Loston takes us behind the creation of his debut EP, Echoes

The Perth-based producer walks us through his most ambitious project yet, with some sneaky BTS photos too.

If you've been reading Pilerats for a while or just so happen to be in tune with the bustling Perth electronic scene, chances are you've already come across Loston. The local favourite, notorious for his remixes of London Grammar, James Blake and more back in the 'golden age' of Soundcloud, has been steadily releasing music for a while now, with collaborations with Ta-Ku and the odd single here and there eventually culminating into Echoes, his long-awaited and highly hyped debut EP that arrives today after a long, long time in the making. Featuring past singles including his triumphant, early-2018 return Disappear, it's a six-track odyssey into the emotive, synth-branded sound he's been working towards relentlessly for years now, channelling what's been a reasonably turbulent few years filled with loss into a haunting collection of tracks that really draws to the emotional side of electronica.

Echoes' opening moments - Junction and Holding Pattern - are tender, James Blake-esque works that focus heavily on airy, washed-out instrumentals, only incorporating vocals through slight vocal bites just to add texture to the songs instead overriding them, something that matches the EP's closing moments in Help Me Out and Everybody Wants To Rule The World (the latter of which, however, does feature vocals). These songs - the opening and closing two - are where the EP's emotive backbone is truly envisioned, yet while the central two songs are more 'classic' Loston with their thundering breakdowns, Flume-esque percussive experimentalism and swirling vocals, that emotion can definitely still be felt. "I feel like there is room in modern music for creative expression, rather than trying to work within the constraints of what works for ‘Playlists’, or how it is going to play out at festivals," said Loston on the release last time we met and you can definitely hear it - this stuff wouldn't necessarily work at festivals nor on your big, hook-filled Spotify playlists, but they're brilliant none-the-less.

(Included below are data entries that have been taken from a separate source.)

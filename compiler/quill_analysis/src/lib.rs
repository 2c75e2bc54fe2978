//! Quill Analysis - the incremental re-analysis and caching engine.
//!
//! This crate answers one question cheaply, over and over: given the
//! current text of an edited buffer, what is its typed analysis? The
//! machinery is built bottom-up:
//!
//! - [`History`]: versioned streams with cursor addressing and a
//!   prefix-reusing `sync` operation.
//! - [`ProjectConfig`]: layered path chains, language extensions, derived
//!   keyword tables, and the [`Stamp`] that invalidates all of it at once.
//! - [`Buffer`]: per-document token and parse streams, resynchronized
//!   incrementally on every edit.
//! - [`AnalysisCache`]: a bounded cache of typed results with
//!   snapshot-validated prefix reuse over the checker's single mutable
//!   state.
//!
//! One query runs to completion before the next is accepted; the checker
//! tables are shared sequentially across cached sessions, which is why
//! every reuse path revalidates its snapshot before trusting it.
//!
//! # Module Organization
//!
//! - `history`: versioned streams and sync
//! - `config`: project configuration and validity stamps
//! - `buffer`: per-document incremental state
//! - `cache`: the bounded analysis cache
//! - `locate`: diagnostics and position queries over finished analyses

mod buffer;
mod cache;
mod config;
mod history;
mod locate;

pub use buffer::{Buffer, ParseItem, UpdateStats};
pub use cache::{
    AnalysisCache, AnalysisResult, AnalyzedDecl, CacheKey, Reuse, ReuseKind, CACHE_CAPACITY,
};
pub use config::{
    DeclaredConfig, PackageError, PackageFailure, PackagePaths, PackageResolver, ProjectConfig,
    Stamp, UnknownExtension, INTERFACE_EXTENSION,
};
pub use history::{History, SyncStats};
pub use locate::{errors, locate, Located};
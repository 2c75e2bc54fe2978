//! Token items for the Quill lexer.
//!
//! A token item is either a valid token or a lexical error; the lexer never
//! raises on bad input, it emits an error item and keeps going. Items are
//! produced in strictly increasing position order.
//!
//! Two notions of equality apply to token items held behind `Arc`:
//! - *strong*: `Arc::ptr_eq` - same allocation, nothing changed
//! - *weak*: `PartialEq` - same kind and positions, safe to reuse derived
//!   parser state even though the allocation differs

use super::{Name, Span};
use std::fmt;

/// A token with its span in the source.
#[derive(Clone, Eq, PartialEq, Hash)]
pub struct Token {
    pub kind: TokenKind,
    pub span: Span,
}

impl Token {
    #[inline]
    pub fn new(kind: TokenKind, span: Span) -> Self {
        Token { kind, span }
    }
}

impl fmt::Debug for Token {
    fn fmt(&self, f: &mut fmt::Formatter<'_>) -> fmt::Result {
        write!(f, "{:?} @ {}", self.kind, self.span)
    }
}

/// Token kinds for Quill.
///
/// `Begin`/`End` are only produced when the `blocks` language extension is
/// enabled; with the extension off they lex as plain identifiers.
#[derive(Debug, Clone, Eq, PartialEq, Hash)]
pub enum TokenKind {
    /// Integer literal: 42, `1_000`
    Int(i64),
    /// String literal (interned): "hello"
    Str(Name),
    /// Lowercase identifier (interned)
    Ident(Name),
    /// Capitalized identifier (interned): module names
    UpperIdent(Name),

    Let,
    Val,
    Type,
    Open,
    True,
    False,
    Begin,
    End,

    IntType,  // int
    StrType,  // str
    BoolType, // bool

    Eq,
    Colon,
    Plus,
    Minus,
    Star,
    LParen,
    RParen,

    /// Synthetic token anchoring the start of every token history.
    Start,
    /// End of input.
    Eof,
}

impl TokenKind {
    /// Stable discriminant index for bitset membership ([`u32`], dense).
    #[inline]
    pub const fn discriminant_index(&self) -> u32 {
        match self {
            TokenKind::Int(_) => 0,
            TokenKind::Str(_) => 1,
            TokenKind::Ident(_) => 2,
            TokenKind::UpperIdent(_) => 3,
            TokenKind::Let => 4,
            TokenKind::Val => 5,
            TokenKind::Type => 6,
            TokenKind::Open => 7,
            TokenKind::True => 8,
            TokenKind::False => 9,
            TokenKind::Begin => 10,
            TokenKind::End => 11,
            TokenKind::IntType => 12,
            TokenKind::StrType => 13,
            TokenKind::BoolType => 14,
            TokenKind::Eq => 15,
            TokenKind::Colon => 16,
            TokenKind::Plus => 17,
            TokenKind::Minus => 18,
            TokenKind::Star => 19,
            TokenKind::LParen => 20,
            TokenKind::RParen => 21,
            TokenKind::Start => 22,
            TokenKind::Eof => 23,
        }
    }
}

/// Kinds of lexical error surfaced as token items.
#[derive(Debug, Clone, Copy, Eq, PartialEq, Hash)]
pub enum LexErrorKind {
    /// A string literal without a closing quote.
    UnterminatedString,
    /// A byte that starts no token.
    InvalidChar(char),
    /// An integer literal that does not fit the integer type.
    IntOutOfRange,
}

impl fmt::Display for LexErrorKind {
    fn fmt(&self, f: &mut fmt::Formatter<'_>) -> fmt::Result {
        match self {
            LexErrorKind::UnterminatedString => write!(f, "unterminated string literal"),
            LexErrorKind::InvalidChar(c) => write!(f, "invalid character `{c}`"),
            LexErrorKind::IntOutOfRange => write!(f, "integer literal out of range"),
        }
    }
}

/// One item of the lexical stream: a valid token or a lexical error.
#[derive(Debug, Clone, Eq, PartialEq, Hash)]
pub enum TokenItem {
    Valid(Token),
    Error { kind: LexErrorKind, span: Span },
}

impl TokenItem {
    /// Source span covered by this item.
    #[inline]
    pub fn span(&self) -> Span {
        match self {
            TokenItem::Valid(token) => token.span,
            TokenItem::Error { span, .. } => *span,
        }
    }

    /// The token kind, if this item is a valid token.
    #[inline]
    pub fn kind(&self) -> Option<&TokenKind> {
        match self {
            TokenItem::Valid(token) => Some(&token.kind),
            TokenItem::Error { .. } => None,
        }
    }

    #[inline]
    pub fn is_error(&self) -> bool {
        matches!(self, TokenItem::Error { .. })
    }

    #[inline]
    pub fn is_eof(&self) -> bool {
        matches!(
            self,
            TokenItem::Valid(Token {
                kind: TokenKind::Eof,
                ..
            })
        )
    }

    #[inline]
    pub fn is_start(&self) -> bool {
        matches!(
            self,
            TokenItem::Valid(Token {
                kind: TokenKind::Start,
                ..
            })
        )
    }

    /// The synthetic start item anchoring a token history.
    pub fn start_anchor() -> Self {
        TokenItem::Valid(Token::new(TokenKind::Start, Span::point(0)))
    }
}

#[cfg(test)]
mod tests {
    use super::*;

    #[test]
    fn discriminant_indices_are_dense_and_unique() {
        let kinds = [
            TokenKind::Int(0),
            TokenKind::Str(Name::EMPTY),
            TokenKind::Ident(Name::EMPTY),
            TokenKind::UpperIdent(Name::EMPTY),
            TokenKind::Let,
            TokenKind::Val,
            TokenKind::Type,
            TokenKind::Open,
            TokenKind::True,
            TokenKind::False,
            TokenKind::Begin,
            TokenKind::End,
            TokenKind::IntType,
            TokenKind::StrType,
            TokenKind::BoolType,
            TokenKind::Eq,
            TokenKind::Colon,
            TokenKind::Plus,
            TokenKind::Minus,
            TokenKind::Star,
            TokenKind::LParen,
            TokenKind::RParen,
            TokenKind::Start,
            TokenKind::Eof,
        ];
        for (i, kind) in kinds.iter().enumerate() {
            assert_eq!(kind.discriminant_index() as usize, i);
        }
    }

    #[test]
    fn weak_equality_ignores_allocation() {
        let a = TokenItem::Valid(Token::new(TokenKind::Let, Span::new(0, 3)));
        let b = TokenItem::Valid(Token::new(TokenKind::Let, Span::new(0, 3)));
        assert_eq!(a, b);

        let shifted = TokenItem::Valid(Token::new(TokenKind::Let, Span::new(1, 4)));
        assert_ne!(a, shifted);
    }

    #[test]
    fn error_items_carry_spans() {
        let item = TokenItem::Error {
            kind: LexErrorKind::InvalidChar('#'),
            span: Span::new(5, 6),
        };
        assert!(item.is_error());
        assert_eq!(item.span(), Span::new(5, 6));
        assert_eq!(item.kind(), None);
    }

    #[test]
    fn start_anchor_is_start() {
        let anchor = TokenItem::start_anchor();
        assert!(anchor.is_start());
        assert!(!anchor.is_eof());
        assert!(anchor.span().is_empty());
    }
}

Dive into the EP below with a track-by-track walkthrough from Loston himself, as well as a few behind-the-scenes photos of the EP's creation.

JUNCTION

This actually came together about an hour before a show that I played at GTM festival. I was finalising my set and wanted a big intro track. I had the bones of the song kicking around for a while, but it was more of a trip-hop Unkle sounding arrangement. I have a hard drive full of stuff that is pretty far removed sonically from what I put out as Loston, just things I write to try and push myself creatively, and this was one of them. This ended up informing the rest of the record I think, it has a monotonous feel to it but it really grows into this epic crescendo, I felt that the mood of the song was kind of implied, so I didn’t want it to have any kind of topline.

loston in article 5

HOLDING PATTERN

I had been working on a remix for another artist and written this really epic, self-indulgent five-minute version of it that I had grown really attached to. I didn’t end up sending it off, but the song haunted me for about a year. I ended up just taking the guitar line I had written that the song opens with and building an entire song around it. The irony is that this is the most stripped back track on the whole release and it came out of the most over the top convoluted song I have ever written.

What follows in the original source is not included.